Examples of sensitive items that banks should avoid facilitating include semiconductors, machine tools, chemical precursors, ball bearings and optical systems, the official said.
“What we’re trying to do is go after materials that are key to Russia’s ability to build weapons of war,” a senior US administration official said. “In order for them to get those materials, they need to use the financial system, which makes the financial system a potential choke point and this is a tool that’s targeted at that choke point.”
While many western lenders have pulled out of Russia since the start of the war, others have remained, generating outsize profits as they have gained market share.
Austria’s Raiffeisen Bank International, the western institution with the biggest operations, generated more than half of its earnings this year from business in Russia.
The bank insists its hands are tied because of Kremlin legislation that traps profits in Russia and requires the permission of President Vladimir Putin for any asset sale. The US treasury asked the bank to fully disclose details of all its lending activities in Russia earlier this year.
Other lenders that still have some operations in Russia include Italy’s UniCredit and OTP Bank of Hungary. But as western groups have reined in their Russia exposure, other international lenders have stepped in.
China has emerged as a particularly important source of finance for Russian businesses.
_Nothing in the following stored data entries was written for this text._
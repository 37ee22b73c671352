//! Dataset manifest: the flat, ordered list of sequences to evaluate.

use crate::config::{ConfigDocument, flatten, kind};
use crate::error::{ConfigError, Result};
use serde::{Deserialize, Serialize};
use serde_yaml::{Mapping, Value};

/// One dataset entry. `type` selects the sequence loader; the remaining keys
/// are handed to it untouched.
#[derive(Debug, Clone, PartialEq, Serialize, Deserialize)]
pub struct DatasetDescriptor {
    #[serde(rename = "type")]
    pub type_name: String,
    pub name: String,
    #[serde(flatten)]
    pub args: Mapping,
}

/// Non-empty, ordered. Order is evaluation order.
#[derive(Debug, Clone, PartialEq, Serialize)]
#[serde(transparent)]
pub struct DatasetManifest {
    entries: Vec<DatasetDescriptor>,
}

impl DatasetManifest {
    /// Use the `Datas` section when present, otherwise treat the whole
    /// document as the dataset field (single-sequence files).
    pub fn from_document(doc: &ConfigDocument) -> Result<Self> {
        Self::resolve(doc.get("Datas").unwrap_or(doc.root()))
    }

    /// Build the manifest from an already loaded `Datas` value.
    ///
    /// Directives were evaluated by the loader; nested sequences coming from
    /// plain includes are flattened here as well.
    pub fn resolve(datas: &Value) -> Result<Self> {
        let items = match datas {
            Value::Null => Vec::new(),
            Value::Sequence(items) => flatten(items.clone()),
            Value::Mapping(_) => vec![datas.clone()],
            other => {
                return Err(ConfigError::parse(
                    "Datas",
                    format!("expected a sequence of datasets, found {}", kind(other)),
                ));
            }
        };

        let entries = items
            .into_iter()
            .enumerate()
            .map(|(idx, item)| {
                let location = format!("Datas[{}]", idx);
                if !item.is_mapping() {
                    return Err(ConfigError::parse(
                        location,
                        format!("expected a dataset mapping, found {}", kind(&item)),
                    ));
                }
                serde_yaml::from_value(item).map_err(|e| ConfigError::parse(location, e))
            })
            .collect::<Result<Vec<DatasetDescriptor>>>()?;

        if entries.is_empty() {
            return Err(ConfigError::EmptyDatasetManifest);
        }
        Ok(Self { entries })
    }

    pub fn entries(&self) -> &[DatasetDescriptor] {
        &self.entries
    }

    pub fn iter(&self) -> std::slice::Iter<'_, DatasetDescriptor> {
        self.entries.iter()
    }

    pub fn len(&self) -> usize {
        self.entries.len()
    }

    /// Always false for a resolved manifest.
    pub fn is_empty(&self) -> bool {
        self.entries.is_empty()
    }
}

impl<'a> IntoIterator for &'a DatasetManifest {
    type Item = &'a DatasetDescriptor;
    type IntoIter = std::slice::Iter<'a, DatasetDescriptor>;

    fn into_iter(self) -> Self::IntoIter {
        self.entries.iter()
    }
}
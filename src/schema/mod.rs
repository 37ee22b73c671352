//! Schema layer: serde shapes of the `Odometry` and `Datas` sections plus the
//! validated in-memory views built from them.
//!
//! This module only knows about configuration values. Turning a
//! [`PipelineConfig`] into running stages is the job of `pipeline`.

pub mod dataset;
pub mod device;
pub mod odometry;
pub mod stage;

pub use dataset::{DatasetDescriptor, DatasetManifest};
pub use device::Device;
pub use odometry::{OdometryArgs, PipelineConfig};
pub use stage::{Stage, StageSpec};
//! Observation filters.

use super::ObservationFilter;
use crate::error::{ConfigError, Result};
use crate::frame::Observation;
use crate::registry::{Catalog, Registry};
use crate::schema::StageSpec;
use log::debug;
use serde::Deserialize;

pub(crate) fn register(catalog: &mut Catalog<dyn ObservationFilter>) {
    catalog.register("SimpleDepthFilter", SimpleDepthFilter::from_spec);
    catalog.register("FilterCompose", FilterCompose::from_spec);
}

/// `max_depth` is either a number or `auto` (no upper bound).
#[derive(Debug, Clone, Deserialize)]
#[serde(untagged)]
enum DepthBound {
    Value(f64),
    Keyword(String),
}

#[derive(Debug, Clone, Deserialize)]
struct DepthFilterArgs {
    #[serde(default)]
    min_depth: f64,
    #[serde(default)]
    max_depth: Option<DepthBound>,
}

/// Keeps observations whose depth lies in `[min_depth, max_depth]` in both
/// frames.
#[derive(Debug, Clone, PartialEq)]
pub struct SimpleDepthFilter {
    pub min_depth: f64,
    pub max_depth: Option<f64>,
}

impl SimpleDepthFilter {
    pub fn new(min_depth: f64, max_depth: Option<f64>) -> Result<Self> {
        if !(min_depth >= 0.0 && min_depth.is_finite()) {
            return Err(ConfigError::invalid("min_depth", format!("{} is not a finite depth >= 0", min_depth)));
        }
        if let Some(max) = max_depth {
            if !(max > min_depth) {
                return Err(ConfigError::invalid(
                    "max_depth",
                    format!("{} must be greater than min_depth {}", max, min_depth),
                ));
            }
        }
        Ok(Self {
            min_depth,
            max_depth,
        })
    }

    fn from_spec(spec: &StageSpec, _registry: &Registry) -> Result<Box<dyn ObservationFilter>> {
        let args: DepthFilterArgs = spec.parse_args()?;
        let max_depth = match args.max_depth {
            None => None,
            Some(DepthBound::Value(v)) => Some(v),
            Some(DepthBound::Keyword(k)) if k == "auto" => None,
            Some(DepthBound::Keyword(k)) => {
                return Err(ConfigError::invalid(
                    "max_depth",
                    format!("expected a number or `auto`, found `{}`", k),
                ));
            }
        };
        Ok(Box::new(Self::new(args.min_depth, max_depth)?))
    }

    fn accepts(&self, z: f64) -> bool {
        z >= self.min_depth && self.max_depth.is_none_or(|max| z <= max)
    }
}

impl ObservationFilter for SimpleDepthFilter {
    fn keep(&self, observations: &[Observation]) -> Vec<bool> {
        observations
            .iter()
            .map(|obs| self.accepts(obs.depth_prev()) && self.accepts(obs.depth_cur()))
            .collect()
    }
}

#[derive(Deserialize)]
struct ComposeArgs {
    #[serde(default)]
    filter_args: Vec<StageSpec>,
}

/// Chain of filters; an observation survives only if every filter keeps it.
pub struct FilterCompose {
    filters: Vec<Box<dyn ObservationFilter>>,
}

impl FilterCompose {
    pub fn new(filters: Vec<Box<dyn ObservationFilter>>) -> Self {
        Self { filters }
    }

    fn from_spec(spec: &StageSpec, registry: &Registry) -> Result<Box<dyn ObservationFilter>> {
        let args: ComposeArgs = spec.parse_args()?;
        let filters = args
            .filter_args
            .iter()
            .map(|child| registry.outlier.build(child, registry))
            .collect::<Result<Vec<_>>>()?;
        debug!("FilterCompose with {} filters", filters.len());
        Ok(Box::new(Self::new(filters)))
    }
}

impl ObservationFilter for FilterCompose {
    fn keep(&self, observations: &[Observation]) -> Vec<bool> {
        let mut keep = vec![true; observations.len()];
        for filter in &self.filters {
            for (k, f) in keep.iter_mut().zip(filter.keep(observations)) {
                *k &= f;
            }
        }
        keep
    }
}

#[cfg(test)]
mod tests {
    use super::*;
    use nalgebra::{Point2, Point3};

    fn obs(z_prev: f64, z_cur: f64) -> Observation {
        Observation {
            pixel_prev: Point2::new(0.0, 0.0),
            pixel_cur: Point2::new(0.0, 0.0),
            point_prev: Point3::new(0.0, 0.0, z_prev),
            point_cur: Point3::new(0.0, 0.0, z_cur),
        }
    }

    fn build(text: &str) -> Result<Box<dyn ObservationFilter>> {
        let registry = Registry::builtin();
        let spec: StageSpec = serde_yaml::from_str(text).unwrap();
        registry.outlier.build(&spec, &registry)
    }

    #[test]
    fn auto_max_depth_is_unbounded() {
        let filter = build("type: SimpleDepthFilter\nargs: {min_depth: 0.05, max_depth: auto}\n")
            .ok()
            .unwrap();
        let kept = filter.keep(&[obs(0.01, 1.0), obs(1.0, 1.0), obs(1e6, 2e6)]);
        assert_eq!(kept, vec![false, true, true]);
    }

    #[test]
    fn numeric_max_depth_bounds_both_frames() {
        let filter = build("type: SimpleDepthFilter\nargs: {min_depth: 0.1, max_depth: 10}\n")
            .ok()
            .unwrap();
        let kept = filter.keep(&[obs(5.0, 11.0), obs(5.0, 9.0), obs(0.05, 1.0)]);
        assert_eq!(kept, vec![false, true, false]);
    }

    #[test]
    fn range_is_validated() {
        for args in [
            "{min_depth: -1.0}",
            "{min_depth: 2.0, max_depth: 1.0}",
            "{min_depth: 0.05, max_depth: far}",
        ] {
            let err = build(&format!("type: SimpleDepthFilter\nargs: {}\n", args))
                .err()
                .unwrap();
            assert!(matches!(err, ConfigError::InvalidArgument { .. }), "{}: {}", args, err);
        }
    }

    #[test]
    fn compose_is_a_logical_and() {
        let filter = build(
            "type: FilterCompose\nargs:\n  filter_args:\n\
             \x20   - {type: SimpleDepthFilter, args: {min_depth: 1.0}}\n\
             \x20   - {type: SimpleDepthFilter, args: {min_depth: 0.0, max_depth: 5.0}}\n",
        )
        .ok()
        .unwrap();
        let kept = filter.keep(&[obs(0.5, 0.5), obs(2.0, 2.0), obs(6.0, 2.0)]);
        assert_eq!(kept, vec![false, true, false]);
    }

    #[test]
    fn empty_compose_keeps_everything() {
        let filter = build("type: FilterCompose\nargs:\n").ok().unwrap();
        assert_eq!(filter.keep(&[obs(-1.0, 0.0)]), vec![true]);
    }

    #[test]
    fn compose_children_must_be_filters() {
        let err = build("type: FilterCompose\nargs:\n  filter_args:\n    - {type: AllKeyframe}\n")
            .err()
            .unwrap();
        assert!(matches!(err, ConfigError::UnknownComponentType { .. }), "{}", err);
    }
}
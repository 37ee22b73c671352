use crate::error::{ConfigError, Result};
use serde::de::{DeserializeOwned, Deserializer};
use serde::{Deserialize, Serialize};
use serde_yaml::{Mapping, Value};
use std::fmt;

/// The eight pipeline stages, in the order they are declared and built.
#[derive(Debug, Clone, Copy, PartialEq, Eq, PartialOrd, Ord, Hash, Serialize)]
#[serde(rename_all = "lowercase")]
pub enum Stage {
    Cov,
    Keypoint,
    Frontend,
    Motion,
    Outlier,
    Postprocess,
    Keyframe,
    Optimizer,
}

impl Stage {
    pub const ALL: [Stage; 8] = [
        Stage::Cov,
        Stage::Keypoint,
        Stage::Frontend,
        Stage::Motion,
        Stage::Outlier,
        Stage::Postprocess,
        Stage::Keyframe,
        Stage::Optimizer,
    ];

    /// Key of the stage inside the `Odometry` section.
    pub fn key(self) -> &'static str {
        match self {
            Stage::Cov => "cov",
            Stage::Keypoint => "keypoint",
            Stage::Frontend => "frontend",
            Stage::Motion => "motion",
            Stage::Outlier => "outlier",
            Stage::Postprocess => "postprocess",
            Stage::Keyframe => "keyframe",
            Stage::Optimizer => "optimizer",
        }
    }
}

impl fmt::Display for Stage {
    fn fmt(&self, f: &mut fmt::Formatter<'_>) -> fmt::Result {
        f.write_str(self.key())
    }
}

/// `{type, args}` pair selecting one registered implementation.
#[derive(Debug, Clone, PartialEq, Serialize, Deserialize)]
pub struct StageSpec {
    #[serde(rename = "type")]
    pub type_name: String,

    /// Constructor arguments. `args:` with no value means no arguments.
    #[serde(default, deserialize_with = "null_as_empty")]
    pub args: Mapping,
}

impl StageSpec {
    pub fn new(type_name: impl Into<String>) -> Self {
        Self {
            type_name: type_name.into(),
            args: Mapping::new(),
        }
    }

    pub fn with_arg(mut self, key: &str, value: impl Into<Value>) -> Self {
        self.args.insert(Value::String(key.to_string()), value.into());
        self
    }

    /// Deserialize `args` into an implementation's typed argument struct.
    pub fn parse_args<T: DeserializeOwned>(&self) -> Result<T> {
        serde_yaml::from_value(Value::Mapping(self.args.clone()))
            .map_err(|e| ConfigError::invalid(format!("{}.args", self.type_name), e))
    }
}

fn null_as_empty<'de, D>(deserializer: D) -> std::result::Result<Mapping, D::Error>
where
    D: Deserializer<'de>,
{
    Ok(Option::<Mapping>::deserialize(deserializer)?.unwrap_or_default())
}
Washington’s threat to cut non-compliant lenders off from the US market could have significant diplomatic ramifications with Beijing.
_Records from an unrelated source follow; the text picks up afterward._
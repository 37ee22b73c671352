//! Network-backed stages.
//!
//! The networks themselves live outside this crate. Here they are only
//! validated and described: the weight path is kept as written and the device
//! is checked for syntax. Running one without an inference backend fails the
//! frame.

use super::{DepthEstimator, Frontend, FrontendOutput, Matcher};
use crate::error::{ConfigError, FrameError, Result};
use crate::frame::{FlowField, Frame};
use crate::schema::{Device, StageSpec};
use log::info;
use nalgebra::DMatrix;
use serde::Deserialize;
use serde_yaml::Mapping;

#[derive(Deserialize)]
struct ExternalArgs {
    weight: String,
    device: Device,
    #[serde(flatten)]
    options: Mapping,
}

#[derive(Debug, Clone, PartialEq)]
pub struct ExternalModel {
    pub type_name: &'static str,
    pub weight: String,
    pub device: Device,
    /// Remaining arguments (`use_jit`, `dtype`, ...), passed through.
    pub options: Mapping,
}

impl ExternalModel {
    pub(crate) fn from_spec(type_name: &'static str, spec: &StageSpec) -> Result<Self> {
        let args: ExternalArgs = spec.parse_args()?;
        if args.weight.trim().is_empty() {
            return Err(ConfigError::invalid("weight", "must name a model file"));
        }
        info!("{} on {} with weight {}", type_name, args.device, args.weight);
        Ok(Self {
            type_name,
            weight: args.weight,
            device: args.device,
            options: args.options,
        })
    }

    fn unavailable(&self) -> FrameError {
        FrameError::ExternalModel {
            type_name: self.type_name.to_string(),
            weight: self.weight.clone(),
            device: self.device.to_string(),
        }
    }
}

impl DepthEstimator for ExternalModel {
    fn estimate(&mut self, _frame: &Frame) -> std::result::Result<DMatrix<f32>, FrameError> {
        Err(self.unavailable())
    }
}

impl Matcher for ExternalModel {
    fn estimate(&mut self, _frame: &Frame) -> std::result::Result<FlowField, FrameError> {
        Err(self.unavailable())
    }
}

impl Frontend for ExternalModel {
    fn estimate(&mut self, _frame: &Frame, _with_flow: bool) -> std::result::Result<FrontendOutput, FrameError> {
        Err(self.unavailable())
    }
}

#[cfg(test)]
mod tests {
    use super::*;
    use serde_yaml::Value;

    fn spec(text: &str) -> StageSpec {
        serde_yaml::from_str(text).unwrap()
    }

    #[test]
    fn keeps_weight_device_and_options() {
        let model = ExternalModel::from_spec(
            "FlowFormerDepth",
            &spec("type: FlowFormerDepth\nargs:\n  weight: ./Model/MACVO_FrontendCov.pth\n  device: cuda\n  use_jit: true\n"),
        )
        .unwrap();
        assert_eq!(model.weight, "./Model/MACVO_FrontendCov.pth");
        assert_eq!(model.device, Device::Cuda(None));
        assert_eq!(model.options.get("use_jit").and_then(Value::as_bool), Some(true));
    }

    #[test]
    fn device_is_required() {
        let err = ExternalModel::from_spec(
            "FlowFormerMatcher",
            &spec("type: FlowFormerMatcher\nargs:\n  weight: model.pth\n"),
        )
        .unwrap_err();
        assert!(err.to_string().contains("device"), "{}", err);
    }

    #[test]
    fn running_without_backend_names_the_model() {
        let mut model = ExternalModel::from_spec(
            "FlowFormerDepth",
            &spec("type: FlowFormerDepth\nargs: {weight: model.pth, device: 'cuda:1'}\n"),
        )
        .unwrap();
        let frame = Frame::new(0, 4, 4, crate::frame::Intrinsics::new(1.0, 1.0, 2.0, 2.0));
        let err = DepthEstimator::estimate(&mut model, &frame).unwrap_err();
        let msg = err.to_string();
        assert!(msg.contains("FlowFormerDepth") && msg.contains("model.pth") && msg.contains("cuda:1"), "{}", msg);
    }
}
The Industrial and Commercial Bank of China, Bank of China, China Construction Bank and Agricultural Bank of China have all begun significantly ratcheting up their activities in Russia.
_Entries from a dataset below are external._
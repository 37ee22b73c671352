//! The `Odometry` section: run-wide arguments plus one `StageSpec` per stage.

use super::{Device, Stage, StageSpec};
use crate::config::{ConfigDocument, kind};
use crate::error::{ConfigError, Result};
use serde::{Deserialize, Serialize};
use serde_yaml::{Mapping, Value};

/// Scalars under `Odometry.args`.
#[derive(Debug, Clone, PartialEq, Serialize, Deserialize)]
pub struct OdometryArgs {
    /// Device directive for the whole system. Stages may override it.
    pub device: Device,

    #[serde(default)]
    pub mapping: bool,

    /// Profile the run (handled by the stages that support it).
    #[serde(default)]
    pub profile: bool,

    /// Every other scalar (`edgewidth`, `match_cov_default`, ...), kept in
    /// declaration order.
    #[serde(flatten)]
    pub extra: Mapping,
}

/// Validated `Odometry` section. All eight stages are present.
#[derive(Debug, Clone, PartialEq, Serialize, Deserialize)]
pub struct PipelineConfig {
    #[serde(default = "default_name")]
    pub name: String,
    pub args: OdometryArgs,
    pub cov: StageSpec,
    pub keypoint: StageSpec,
    pub frontend: StageSpec,
    pub motion: StageSpec,
    pub outlier: StageSpec,
    pub postprocess: StageSpec,
    pub keyframe: StageSpec,
    pub optimizer: StageSpec,
}

const EDGE_WIDTH: &str = "edgewidth";
const MASK_WIDTH: &str = "mask_width";

fn default_name() -> String {
    "MACVO".to_string()
}

impl PipelineConfig {
    /// Read the `Odometry` section of a loaded document.
    pub fn from_document(doc: &ConfigDocument) -> Result<Self> {
        Self::from_value(doc.section("Odometry")?)
    }

    pub fn from_value(odometry: &Value) -> Result<Self> {
        let section = odometry.as_mapping().ok_or_else(|| {
            ConfigError::parse(
                "Odometry",
                format!("expected a mapping, found {}", kind(odometry)),
            )
        })?;

        // Checked up front so a missing stage is reported as that stage's failure.
        for stage in Stage::ALL {
            if !section.contains_key(stage.key()) {
                return Err(ConfigError::MissingField {
                    key: format!("Odometry.{}", stage),
                }
                .in_stage(stage.key()));
            }
        }

        serde_yaml::from_value(odometry.clone()).map_err(|e| ConfigError::parse("Odometry", e))
    }

    pub fn stage(&self, stage: Stage) -> &StageSpec {
        match stage {
            Stage::Cov => &self.cov,
            Stage::Keypoint => &self.keypoint,
            Stage::Frontend => &self.frontend,
            Stage::Motion => &self.motion,
            Stage::Outlier => &self.outlier,
            Stage::Postprocess => &self.postprocess,
            Stage::Keyframe => &self.keyframe,
            Stage::Optimizer => &self.optimizer,
        }
    }

    /// Spec handed to the stage factory. Run-wide arguments fill in what
    /// the stage leaves unset: `edgewidth` becomes the keypoint `mask_width`.
    pub fn effective_stage(&self, stage: Stage) -> StageSpec {
        let mut spec = self.stage(stage).clone();
        if stage == Stage::Keypoint && !spec.args.contains_key(MASK_WIDTH) {
            if let Some(edge) = self.args.extra.get(EDGE_WIDTH) {
                spec.args.insert(Value::from(MASK_WIDTH), edge.clone());
            }
        }
        spec
    }

    /// Stages in declaration order.
    pub fn stages(&self) -> impl Iterator<Item = (Stage, &StageSpec)> + '_ {
        Stage::ALL.into_iter().map(move |s| (s, self.stage(s)))
    }

    /// Canonical YAML form (`Odometry:` at the top), loadable again.
    pub fn to_yaml(&self) -> Result<String> {
        #[derive(Serialize)]
        struct Document<'a> {
            #[serde(rename = "Odometry")]
            odometry: &'a PipelineConfig,
        }

        serde_yaml::to_string(&Document { odometry: self })
            .map_err(|e| ConfigError::parse("Odometry", e))
    }
}

#[cfg(test)]
mod tests {
    use super::*;
    use crate::config::{LoadOptions, load_str};
    use pretty_assertions::assert_eq;

    const MINIMAL: &str = r#"
Odometry:
  name: tiny
  args:
    device: cpu
    edgewidth: 32
  cov: {type: NoCovariance}
  keypoint: {type: GridSelector, args: {num_point: 10}}
  frontend: {type: FrontendCompose, args: {depth: {type: GTDepth}, match: {type: GTMatcher}}}
  motion: {type: StaticMotionModel}
  outlier: {type: FilterCompose, args: {filter_args: []}}
  postprocess: {type: NaivePostprocess}
  keyframe: {type: AllKeyframe}
  optimizer: {type: PyPoseTwoFramePGO, args: {device: cpu}}
"#;

    fn parse(text: &str) -> Result<PipelineConfig> {
        let doc = load_str(text, "inline.yaml", &LoadOptions::default())?;
        PipelineConfig::from_document(&doc)
    }

    #[test]
    fn reads_all_stages_in_order() {
        let config = parse(MINIMAL).unwrap();
        assert_eq!(config.name, "tiny");
        assert_eq!(config.args.device, Device::Cpu);
        assert!(!config.args.mapping);
        assert_eq!(config.args.extra.get("edgewidth").and_then(Value::as_u64), Some(32));

        let types: Vec<_> = config.stages().map(|(_, s)| s.type_name.as_str()).collect();
        assert_eq!(
            types,
            vec![
                "NoCovariance",
                "GridSelector",
                "FrontendCompose",
                "StaticMotionModel",
                "FilterCompose",
                "NaivePostprocess",
                "AllKeyframe",
                "PyPoseTwoFramePGO"
            ]
        );
    }

    #[test]
    fn missing_stage_names_the_stage() {
        let text = MINIMAL.replace("  keyframe: {type: AllKeyframe}\n", "");
        match parse(&text).unwrap_err() {
            ConfigError::StageConstruction { stage, source } => {
                assert_eq!(stage, "keyframe");
                assert!(matches!(*source, ConfigError::MissingField { .. }));
            }
            other => panic!("unexpected error: {}", other),
        }
    }

    #[test]
    fn missing_device_is_a_parse_error() {
        let text = MINIMAL.replace("    device: cpu\n    edgewidth: 32\n", "    edgewidth: 32\n");
        let err = parse(&text).unwrap_err();
        assert!(matches!(err, ConfigError::ConfigParse { .. }), "{}", err);
        assert!(err.to_string().contains("device"), "{}", err);
    }

    #[test]
    fn edgewidth_fills_missing_mask_width() {
        let config = parse(MINIMAL).unwrap();
        let keypoint = config.effective_stage(Stage::Keypoint);
        assert_eq!(keypoint.args.get("mask_width").and_then(Value::as_u64), Some(32));
        // The declared stage itself is untouched.
        assert!(config.keypoint.args.get("mask_width").is_none());

        let text = MINIMAL.replace("{num_point: 10}", "{num_point: 10, mask_width: 4}");
        let config = parse(&text).unwrap();
        let keypoint = config.effective_stage(Stage::Keypoint);
        assert_eq!(keypoint.args.get("mask_width").and_then(Value::as_u64), Some(4));

        let text = MINIMAL.replace("    edgewidth: 32\n", "");
        let config = parse(&text).unwrap();
        assert!(config.effective_stage(Stage::Keypoint).args.get("mask_width").is_none());
    }

    #[test]
    fn yaml_round_trip_is_lossless() {
        let config = parse(MINIMAL).unwrap();
        let again = parse(&config.to_yaml().unwrap()).unwrap();
        assert_eq!(again, config);
    }
}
The decision to target banks is part of a broader push by the US and other countries to find alternate funds for Ukraine, including a possible move by the G7 to seize some of the $300 billion of frozen Russian sovereign assets to fund Kyiv.
The new order also comes as Republicans in Congress continue to thwart Biden administration efforts to provide US funding for Kyiv after almost two years of fighting since Russia invaded Ukraine.
Ukrainian forces are gearing up for a protracted war of attrition with Russia next year after a failed summer counteroffensive. Russia has boosted its own military production and Ukraine will need to draw deeper on its own resources to hold its lines next year, analysts said.
“Our overall goal here is to put sand in the gears of Russia’s supply chain, which we think is one of the most effective ways to slow Russia down,” the senior administration official said. “But in order for the Ukrainians to speed up frankly and go faster, they need our support and that’s going to require Congress to act.”